I mean, I have seen people pick themselves up and dust themselves off and find love against all odds. And I just have so much admiration for them. My, I've got a funny story. My husband's aunt, lost her husband when she was in her late 70s, and when she was 80 she got remarried and she was with that husband for 12 years until he passed away when she was 92. 12 years! 12 years! And you would think that like at 80 all of that is over? No. She had a whole 12-year relationship with someone after the age of 80. And you're not gone until you're gone.
Gareth King (43:42)
Yeah, look, I think that that's such a good way of looking at it.
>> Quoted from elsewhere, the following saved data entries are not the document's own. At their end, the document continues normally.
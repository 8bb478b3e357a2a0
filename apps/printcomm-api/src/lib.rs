//! 打印网关 HTTP 边界层：请求解析、错误码映射、请求追踪 ID。
//!
//! 进程生命周期（信号、启动顺序）在 `main.rs` 中。

pub mod handlers;
pub mod middleware;
pub mod routes;
pub mod utils;

use axum::Router;
use printcomm_backup::BackupManager;
use printcomm_dispatch::Dispatcher;
use std::time::Duration;
use tower_http::trace::TraceLayer;

#[derive(Clone)]
pub struct AppState {
    pub dispatcher: Dispatcher,
    pub backup: BackupManager,
    /// 单个请求从到达起的处理期限
    pub request_timeout: Duration,
}

/// 组装路由与中间件。
pub fn build_app(state: AppState) -> Router {
    routes::create_router()
        .with_state(state)
        .layer(TraceLayer::new_for_http())
        // 注入 request_id/trace_id 与到达时间
        .layer(axum::middleware::from_fn(middleware::request_context))
}
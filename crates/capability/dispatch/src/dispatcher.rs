//! 指令分发器
//!
//! ```text
//! device:   validate → lookup → ready? → encode → send → decode
//! registry: validate → parse body → PrinterStore
//! ```
//!
//! 本层不重试：第一个失败阶段的错误直接返回给调用方。

use crate::error::{DispatchError, Stage};
use crate::request::{Category, LogicalRequest, RegistryCommand};
use domain::{DeviceKey, DomainError, NewPrinter, PrinterRecord};
use printcomm_protocol::{CommandKind, DeviceReply, DeviceTransport, decode_kind, encode_kind};
use printcomm_storage::{PrinterStore, StoreError};
use printcomm_telemetry::{
    record_device_command_failed, record_device_command_sent, record_registry_failure,
    record_registry_request, record_request_timed_out,
};
use serde::{Deserialize, Serialize};
use std::sync::Arc;
use std::time::Duration;
use tokio::time::Instant;
use tracing::{info, warn};

/// 分发器配置。
#[derive(Debug, Clone)]
pub struct DispatcherConfig {
    /// 单次设备会话（连接 + 写 + 读）的期限
    pub printer_timeout: Duration,
}

impl Default for DispatcherConfig {
    fn default() -> Self {
        Self {
            printer_timeout: Duration::from_secs(1),
        }
    }
}

/// 分发结果。
#[derive(Debug, Clone, PartialEq, Serialize)]
#[serde(tag = "kind", rename_all = "snake_case")]
pub enum DispatchOutcome {
    Device {
        command: CommandKind,
        printer_id: u64,
        reply: DeviceReply,
    },
    Printer {
        printer: PrinterRecord,
    },
    Printers {
        printers: Vec<PrinterRecord>,
    },
    Deleted {
        printer: PrinterRecord,
    },
    Cleared {
        count: usize,
    },
}

/// `GetPrinter` / `DelPrinter` 的指令体。
#[derive(Debug, Default, Deserialize)]
struct KeyBody {
    #[serde(default)]
    uid: Option<String>,
    #[serde(default)]
    id: Option<u64>,
}

#[derive(Clone)]
pub struct Dispatcher {
    store: Arc<dyn PrinterStore>,
    transport: Arc<dyn DeviceTransport>,
    config: DispatcherConfig,
}

impl Dispatcher {
    pub fn new(store: Arc<dyn PrinterStore>, transport: Arc<dyn DeviceTransport>) -> Self {
        Self::new_with_config(store, transport, DispatcherConfig::default())
    }

    pub fn new_with_config(
        store: Arc<dyn PrinterStore>,
        transport: Arc<dyn DeviceTransport>,
        config: DispatcherConfig,
    ) -> Self {
        Self {
            store,
            transport,
            config,
        }
    }

    pub fn store(&self) -> &Arc<dyn PrinterStore> {
        &self.store
    }

    /// 开始前已过期则直接拒绝；一旦开始就执行到底，不在中途取消存储写入。
    ///
    /// 设备会话自身受 `printer_timeout` 约束。
    pub async fn dispatch_with_deadline(
        &self,
        request: LogicalRequest,
        deadline: Instant,
    ) -> Result<DispatchOutcome, DispatchError> {
        if Instant::now() >= deadline {
            record_request_timed_out();
            return Err(DispatchError::DeadlineExceeded);
        }
        self.dispatch(request).await
    }

    pub async fn dispatch(&self, request: LogicalRequest) -> Result<DispatchOutcome, DispatchError> {
        let category: Category = request.category.parse()?;
        if request.command.trim().is_empty() {
            return Err(DispatchError::EmptyCommand);
        }
        match category {
            Category::Device => self.dispatch_device(request).await,
            Category::Registry => {
                let command: RegistryCommand = request.command.parse()?;
                record_registry_request();
                let result = self.dispatch_registry(command, &request).await;
                match &result {
                    Ok(_) => info!(
                        target: "printcomm.dispatch",
                        command = %command,
                        write = command.is_write(),
                        "registry_request_done"
                    ),
                    Err(err) => {
                        record_registry_failure();
                        warn!(
                            target: "printcomm.dispatch",
                            command = %command,
                            error = %err,
                            "registry_request_failed"
                        );
                    }
                }
                result
            }
        }
    }

    async fn dispatch_device(
        &self,
        request: LogicalRequest,
    ) -> Result<DispatchOutcome, DispatchError> {
        let kind: CommandKind = request.command.parse().map_err(|source| DispatchError::Protocol {
            stage: Stage::Encode,
            source,
        })?;
        let target = request
            .target
            .clone()
            .ok_or(DomainError::AmbiguousIdentifier)?;

        let printer = self.store.get_one(&target).await.map_err(|err| match err {
            StoreError::NotFound(_) => {
                DispatchError::DeviceNotFound(target.to_string())
            }
            source => DispatchError::Store {
                stage: Stage::Lookup,
                source,
            },
        })?;
        if !printer.status.is_dispatchable() {
            warn!(
                target: "printcomm.dispatch",
                printer_id = printer.id,
                status = %printer.status,
                command = %kind,
                "device_not_ready"
            );
            return Err(DispatchError::DeviceNotReady {
                target: target.to_string(),
                status: printer.status,
                line: request.line.clone().or_else(|| printer.line.clone()),
            });
        }

        let frame = encode_kind(kind, &request.body).map_err(|source| DispatchError::Protocol {
            stage: Stage::Encode,
            source,
        })?;
        let addr = printer.address();
        let started_at = std::time::Instant::now();
        let reply = match self
            .transport
            .send(&addr, &frame, self.config.printer_timeout)
            .await
        {
            Ok(reply) => reply,
            Err(err) => {
                record_device_command_failed();
                warn!(
                    target: "printcomm.dispatch",
                    printer_id = printer.id,
                    device_addr = %addr,
                    command = %kind,
                    error = %err,
                    "device_send_failed"
                );
                return Err(DispatchError::Transport(err));
            }
        };
        let reply = decode_kind(kind, &reply).map_err(|source| {
            record_device_command_failed();
            DispatchError::Protocol {
                stage: Stage::Decode,
                source,
            }
        })?;
        let latency_ms = started_at.elapsed().as_millis() as u64;
        record_device_command_sent(latency_ms);
        info!(
            target: "printcomm.dispatch",
            printer_id = printer.id,
            device_addr = %addr,
            command = %kind,
            latency_ms = latency_ms,
            "device_command_done"
        );

        Ok(DispatchOutcome::Device {
            command: kind,
            printer_id: printer.id,
            reply,
        })
    }

    async fn dispatch_registry(
        &self,
        command: RegistryCommand,
        request: &LogicalRequest,
    ) -> Result<DispatchOutcome, DispatchError> {
        let store_err = |source: StoreError| DispatchError::Store {
            stage: Stage::Registry,
            source,
        };
        match command {
            RegistryCommand::GetOne => {
                let key = key_from_body(command, request)?;
                let printer = self.store.get_one(&key).await.map_err(store_err)?;
                Ok(DispatchOutcome::Printer { printer })
            }
            RegistryCommand::GetAll => {
                let printers = self.store.get_all().await.map_err(store_err)?;
                Ok(DispatchOutcome::Printers { printers })
            }
            RegistryCommand::PutOne => {
                let printer: NewPrinter = parse_body(command, &request.body)?;
                let printer = self.store.put_one(printer).await.map_err(store_err)?;
                Ok(DispatchOutcome::Printer { printer })
            }
            RegistryCommand::PutMany => {
                let printers: Vec<NewPrinter> = parse_body(command, &request.body)?;
                let printers = self.store.put_many(printers).await.map_err(store_err)?;
                Ok(DispatchOutcome::Printers { printers })
            }
            RegistryCommand::Update => {
                let record: PrinterRecord = parse_body(command, &request.body)?;
                let printer = self.store.update(record).await.map_err(store_err)?;
                Ok(DispatchOutcome::Printer { printer })
            }
            RegistryCommand::DeleteOne => {
                let id = match key_from_body(command, request)? {
                    DeviceKey::ById(id) => id,
                    key @ DeviceKey::ByUid(_) => {
                        self.store.get_one(&key).await.map_err(store_err)?.id
                    }
                };
                let printer = self.store.delete_one(id).await.map_err(store_err)?;
                Ok(DispatchOutcome::Deleted { printer })
            }
            RegistryCommand::DeleteAll => {
                let count = self.store.delete_all().await.map_err(store_err)?;
                Ok(DispatchOutcome::Cleared { count })
            }
        }
    }
}

/// 从指令体读取 uid / id；指令体为空时退回到请求自带的目标。
fn key_from_body(
    command: RegistryCommand,
    request: &LogicalRequest,
) -> Result<DeviceKey, DispatchError> {
    if request.body.trim().is_empty() {
        return request
            .target
            .clone()
            .ok_or(DispatchError::Invalid(DomainError::AmbiguousIdentifier));
    }
    let body: KeyBody = parse_body(command, &request.body)?;
    Ok(DeviceKey::from_parts(body.uid.as_deref(), body.id)?)
}

fn parse_body<T: serde::de::DeserializeOwned>(
    command: RegistryCommand,
    body: &str,
) -> Result<T, DispatchError> {
    serde_json::from_str(body).map_err(|err| DispatchError::InvalidBody {
        command: command.name().to_string(),
        reason: err.to_string(),
    })
}
//! 设备 TCP 传输
//!
//! 每次调用建立一条短连接：解析地址 → 连接 → 写指令帧 → 读到 `\n` 为止 → 关闭。
//! 解析、连接、写入、读取共用同一个期限；任何退出路径上连接都会随 `TcpStream` 一起释放。
//!
//! ## 使用示例
//!
//! ```rust,ignore
//! let transport = TcpTransport::new();
//! let reply = transport
//!     .send("10.0.0.5:9100", b"GET_STATUS\n", Duration::from_secs(1))
//!     .await?;
//! ```

use crate::codec::MAX_FRAME_LEN;
use crate::error::TransportError;
use async_trait::async_trait;
use std::io::ErrorKind;
use std::net::SocketAddr;
use std::time::Duration;
use tokio::io::{AsyncReadExt, AsyncWriteExt};
use tokio::net::{TcpStream, lookup_host};
use tracing::debug;

/// 设备传输抽象（便于在分发层替换为测试桩）
#[async_trait]
pub trait DeviceTransport: Send + Sync {
    /// 发送一帧并读取一行应答（含终止符）。
    async fn send(
        &self,
        addr: &str,
        frame: &[u8],
        timeout: Duration,
    ) -> Result<Vec<u8>, TransportError>;
}

/// 基于 tokio 的短连接 TCP 传输
#[derive(Debug, Clone)]
pub struct TcpTransport {
    max_reply_len: usize,
}

impl TcpTransport {
    pub fn new() -> Self {
        Self {
            max_reply_len: MAX_FRAME_LEN,
        }
    }

    /// 调整应答的最大长度（超出即视为截断）。
    pub fn with_max_reply_len(mut self, max_reply_len: usize) -> Self {
        self.max_reply_len = max_reply_len.max(1);
        self
    }

    async fn exchange(&self, addr: &str, frame: &[u8]) -> Result<Vec<u8>, TransportError> {
        let resolved = resolve(addr).await?;
        let mut stream = TcpStream::connect(resolved.as_slice())
            .await
            .map_err(|err| connect_error(addr, err))?;
        stream.set_nodelay(true).map_err(|err| io_error(addr, err))?;

        stream
            .write_all(frame)
            .await
            .map_err(|err| io_error(addr, err))?;
        stream.flush().await.map_err(|err| io_error(addr, err))?;
        debug!(target: "printcomm.protocol", device_addr = %addr, frame_len = frame.len(), "frame_sent");

        let mut reply = Vec::with_capacity(64);
        let mut buf = [0u8; 128];
        loop {
            let read = stream
                .read(&mut buf)
                .await
                .map_err(|err| io_error(addr, err))?;
            if read == 0 {
                return Err(if reply.is_empty() {
                    TransportError::ShortRead {
                        addr: addr.to_string(),
                    }
                } else {
                    TransportError::Truncated {
                        addr: addr.to_string(),
                        received: reply.len(),
                    }
                });
            }
            reply.extend_from_slice(&buf[..read]);
            if let Some(end) = reply.iter().position(|byte| *byte == b'\n') {
                // 终止符之后的字节不属于本次应答
                reply.truncate(end + 1);
                break;
            }
            if reply.len() >= self.max_reply_len {
                return Err(TransportError::Truncated {
                    addr: addr.to_string(),
                    received: reply.len(),
                });
            }
        }
        debug!(target: "printcomm.protocol", device_addr = %addr, reply_len = reply.len(), "reply_received");
        Ok(reply)
    }
}

impl Default for TcpTransport {
    fn default() -> Self {
        Self::new()
    }
}

#[async_trait]
impl DeviceTransport for TcpTransport {
    async fn send(
        &self,
        addr: &str,
        frame: &[u8],
        timeout: Duration,
    ) -> Result<Vec<u8>, TransportError> {
        match tokio::time::timeout(timeout, self.exchange(addr, frame)).await {
            Ok(result) => result,
            Err(_) => Err(TransportError::Timeout {
                addr: addr.to_string(),
                timeout_ms: timeout.as_millis() as u64,
            }),
        }
    }
}

/// 解析 `host:port`；格式错误、DNS 失败或无结果都视为地址无效。
async fn resolve(addr: &str) -> Result<Vec<SocketAddr>, TransportError> {
    let invalid = |reason: String| TransportError::InvalidAddress {
        addr: addr.to_string(),
        reason,
    };
    let resolved: Vec<SocketAddr> = lookup_host(addr)
        .await
        .map_err(|err| invalid(err.to_string()))?
        .collect();
    if resolved.is_empty() {
        return Err(invalid("address resolved to nothing".to_string()));
    }
    Ok(resolved)
}

fn connect_error(addr: &str, err: std::io::Error) -> TransportError {
    match err.kind() {
        ErrorKind::ConnectionRefused => TransportError::ConnectionRefused {
            addr: addr.to_string(),
        },
        _ => io_error(addr, err),
    }
}

fn io_error(addr: &str, err: std::io::Error) -> TransportError {
    TransportError::Io {
        addr: addr.to_string(),
        source: err,
    }
}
And it seems like that for all the talk of how, you know, the internet has ruined dating for so many people, a lot of it, as you said, have just can kind of come down to, two key words, which is perseverance and positivity. And I'm sure that if you are persevering and positive, like attracts like, and I guess that's what everybody's going to want.
Thanks so much for that, Elly. on the horizon for you and where can people follow what you're up to?
Elly Klein (44:15)
Okay, well my website is yourdatingbestie.com. I have a free training. It's a 20-minute video. It's called Empowered AF, how to find Mr. Right without having to change yourself, lower your standards or waste your time. I have a podcast called the Your Dating Bestie podcast. I also turn each episode into an article on Medium and Substack, and if you just Google my name, Elly Klein, E double L Y Klein is K L E I N just like Calvin Klein underwear. I'm proud of that. You can find me or just, you can search Your Dating Bestie on, you know, Instagram and Medium and Substack and podcasts and you'll find me.
Gareth King (44:51)
Awesome. Elly thank you so much.
Elly Klein (45:04)
Thank you so much, Gareth. Great chat.